A tummy tuck isn't a magical procedure. It only works for the right patients. I see many patients who want a tummy tuck but I turn away anyone who isn 't a good candidate. In order be a good candidate there has to be musculofascial laxity with some loose skin. There cannot be significant intraabdominal fullness. If there is fat on the inside of the body, trying to tighten the muscles simply will not help. The fat will push back against the repair and recreate fullness. This happensmost likely in the upper abdomen because that is where it is hardest to fully tighten the muscles. If the patient can't "suck it in" and create a change, then there is too much intraabdominal fat and the patient needs to loose a little weight before going forward. So based on the pictures it is possible that was the case. Some weight loss will likely help at this point. If the person in the photos can "suck it in" nicely at this point then they may simply have a relaxation of the muscle repair that was done initially. Hopefully the fascia is tight and exercise with core strengthening will help. But is suspect that the result is a technical issue in that the upper muscles were not tightened enough or the repair failed over time. The only thing to do in that situation is reoperate and retighten the fascia. I always try to avoid this outcome by properly selecting patients and when I do operate, I make sure I tighten all the way to just below the ribs with the same tension I do below the belly button. Best of luck.
We can talk about technical details of the operation, but it's of little importance at this point. An issue that has not been raised by my colleagues is how much visceral fat you have in your abdomen. If the abdominal wall is tight due to intra-abdominal contents, tightening it further will not help. In point of fact, it will lead to increased upper abdominal bulge. As the abdominal wall heals and the tension of its contents increases, it will bulge at it's weakest region, the epigastrium. If the lower abdomen is pulled tightly, it only increases the problem. A simple test is to lie on your back and relax your abdominal wall. If the abdomen falls down from the ribs, you have a loose wall and tightening will help. If the abdomen rises in a bulge, the contents cannot be made smaller by tightening, the wall is already tight. It is true that re-operation could help. You take down the plication in the lower abdomen and tighten the top. That might solve the problem. But it's a big deal. I hate to say it, but weight reduction might give some improvement. Clearly a diagnosis and treatment plan can not be made by a few pictures on line, you need to see your surgeon and they need to help formulate a plan. Best of luck.

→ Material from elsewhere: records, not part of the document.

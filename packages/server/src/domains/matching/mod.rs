//! Matching domain - pairs free participants into one-on-one meetings
//!
//! Flow:
//!   trigger (cron / admin) → RoundRunner → run_round
//!     → PairingEngine (shuffle + greedy scan, RecencyOracle per candidate pair)
//!     → availability updates → one batch insert into match history

pub mod actions;
pub mod errors;
pub mod models;
pub mod pairing;
pub mod recency;
pub mod runner;
pub mod settings;

pub use errors::{RoundError, RoundStep};
pub use models::{MatchRecord, MatchedPair, NewMatchRecord, RoundOutcome};
pub use pairing::{FisherYates, Pairing, PairingEngine, Shuffler};
pub use recency::{was_recently_matched, RecencyCheck, RecencyOracle};
pub use runner::{RoundRunner, RoundTrigger, TriggerSource};
pub use settings::{
    parse_recency_window_days, MatchingSettings, RecencyLookupPolicy, DEFAULT_RECENCY_WINDOW_DAYS,
    MAX_RECENCY_WINDOW_DAYS,
};
//! Ban / unban actions
//!
//! Authorization happens in the caller; these only flip the flag.

use anyhow::{Context, Result};
use tracing::info;

use crate::common::ParticipantId;
use crate::domains::participant::models::Participant;
use crate::kernel::ServerDeps;

/// Permanently exclude a participant from matching
pub async fn ban_participant(participant_id: ParticipantId, deps: &ServerDeps) -> Result<Participant> {
    let updated = deps
        .participants
        .set_banned(participant_id, true)
        .await
        .with_context(|| format!("Failed to ban participant {}", participant_id))?;

    info!("Admin banned participant: {}", updated.id);
    Ok(updated)
}

/// Lift a ban. Availability is left as it was.
pub async fn unban_participant(
    participant_id: ParticipantId,
    deps: &ServerDeps,
) -> Result<Participant> {
    let updated = deps
        .participants
        .set_banned(participant_id, false)
        .await
        .with_context(|| format!("Failed to unban participant {}", participant_id))?;

    info!("Admin unbanned participant: {}", updated.id);
    Ok(updated)
}
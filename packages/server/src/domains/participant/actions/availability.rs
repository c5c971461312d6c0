//! "Find a new partner" action - a participant asks to join the next round

use anyhow::{anyhow, Context, Result};
use tracing::info;

use crate::domains::participant::models::Participant;
use crate::kernel::ServerDeps;

/// Mark the participant behind `external_id` available for the next round.
///
/// Banned participants can still flip the flag; they stay out of rounds
/// because eligibility also requires `banned = false`.
pub async fn request_new_partner(external_id: &str, deps: &ServerDeps) -> Result<Participant> {
    let participant = deps
        .participants
        .find_by_external_id(external_id)
        .await
        .context("Failed to look up participant")?
        .ok_or_else(|| anyhow!("No participant registered with external id {}", external_id))?;

    let updated = deps
        .participants
        .set_availability(participant.id, true)
        .await
        .context("Failed to update availability")?;

    info!("Participant {} is available for the next round", updated.id);
    Ok(updated)
}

Without a physical exam, it's very difficult to ascertain the answer you're looking for. Three possibilities exist. First would be fat that wasn't liposuctioned. This is common after tummy tuck as we want to leave as much blood supply to that flap that we've elevated. This can be addressed with a secondary liposuction several months later. Another possibility would be that you have pulled apart the hernia repair. Your plastic surgeon can check for that at a postop visit. Third possibility would be a persistent seroma or fluid collection above the hernia repair and below the skin. A simple ultrasound could ascertain if that is the case in the fluid could be withdrawn. I recommend going back to see your plastic surgeon and discuss this with them. Good luck with your future recovery.
Many possible issues can cause this issue. Evaluation from photos will not answer your question. Go and get evaluation from your doctor.
Without an examination it is difficult to know what has happened, though the suture does not seem to have held up in the diastasis repair. If you do have a hernia, then mesh might be the solution. An office examination will help sort out the issue.
Yes, I agree! If your surgeon had a difficult time getting your tissues to hold the stitches during surgery, and now you have a large buldge of your upper abdomen as seen in your photos, I would agree that you will likely need Mesh or Strattice to reinforce your rectus plication/repair. This however involves repeating the majority of the tummy tuck procedure to place the mesh or strattice.
Without knowing more technical details it is difficult to fully explain what has happened, but it is clear that your diastasis correction is much more successful in your lower abdomen than above the umbilicus. With a wide diastasis, it is important to be careful in the operating room to plicate the fascia all the way up to the breast bone, and be careful to keep the plication at even tension with a pleasing "hour glass" at the waist line. Either some sutures pulled out or resorbed, or too much attention was paid to the lower abdomen which I have seen before. In my experience, mesh is not necessary to get a nice outcome even with a wide diastasis. However, I think you will benefit from revisional surgery if the bulge does not correct itself. Occasionally a seroma that fails to resorb can also cause a bulge in that area.
Thank you for your question. The bulge you describe could be due to few reasons such as remaining adipose tissue, uneven repair of abdominal wall with bottom portion being too tight or inadequate repair of the top portion, etc.
it's best to have a discussion with your plastic surgeon first and/or consult another plastic surgeon in your area.
Hi, Thank you for your photos. You pose a difficult question here since we do not know what your tummy looked like before the surgery. While it is possible that you have a hernia and your muscles are weak, this usually occurs in the lower abdomen. Speak to your surgeon and ask to review your photos. The area of your concern may have been present before your surgery and may benefit from some liposuction.
Good Luck, Dr Bev
I Would discuss your concerns with you surgeon but it appears as if you are more tightly sewn up below your umbilicus than you area above.... but you probably already knew that.